Snøhetta’s design for Bjarne Melgaard’s A House to Die In. Rendering by MIR.

“There is great opposition to new things in Norway,” said Melgaard in a text message to the Aftenposten newspaper, which first reported on the story. Melgaard vented that his opponents were a “gang of losers,” and though he ended up making some changes to the house, it was still not enough to appease the group.

According to the New York Times, Melgaard had previously suggested that the barrier to getting the project approved was in part due to homophobia. The foundations of a demolished building at the proposed site were once spray-painted with anti-gay graffiti.

Snøhetta’s project manager, Jenny Osuldsen, told artnet News that there is actually no truly final decision on A House to Die In yet. The Norwegian system for processing architectural projects requires a democratic process, she says, and Snøhetta maintains that the firm is still proceeding with the planned project.

The artist said he was not surprised about the decision. artnet News contacted Melgaard to ask if there are plans to find a new site for the planned residence; he replied that he was not ready to comment on the matter.

Bjarne Melgaard in 2013. Photo courtesy of Tony Cox.

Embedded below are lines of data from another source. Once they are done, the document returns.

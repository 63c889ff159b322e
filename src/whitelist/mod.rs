pub mod pattern;
pub mod store;

pub use pattern::{pattern_matches, validate_pattern};
pub use store::{Whitelist, DEFAULT_PATTERNS};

“Preserving an open, green area (at Ekely) is important for the people living there, and it’s also important to take care of the green lungs we have in the city,” Hanna Marcussen, a Greens Party politician in charge of Oslo’s urban development, said to Norwegian broadcaster NRK after the decision was announced.

This house’s saga is not the first time the country’s two most famous artists have had their legacies clash. A dual exhibition in 2015 at the Oslo Munch museum, titled “Melgaard + Munch,” received a flurry of complaints due its sexual overtones. Munch’s descendants claimed Melgaard was degrading Munch, and a police complaint was filed against Melgaard’s work All Gym Queens Deserve to Die for allegedly sexualizing children, though the charges were dropped. The Munch museum strongly defended the exhibition and some pointed out that Munch himself was also a provocateur in his time.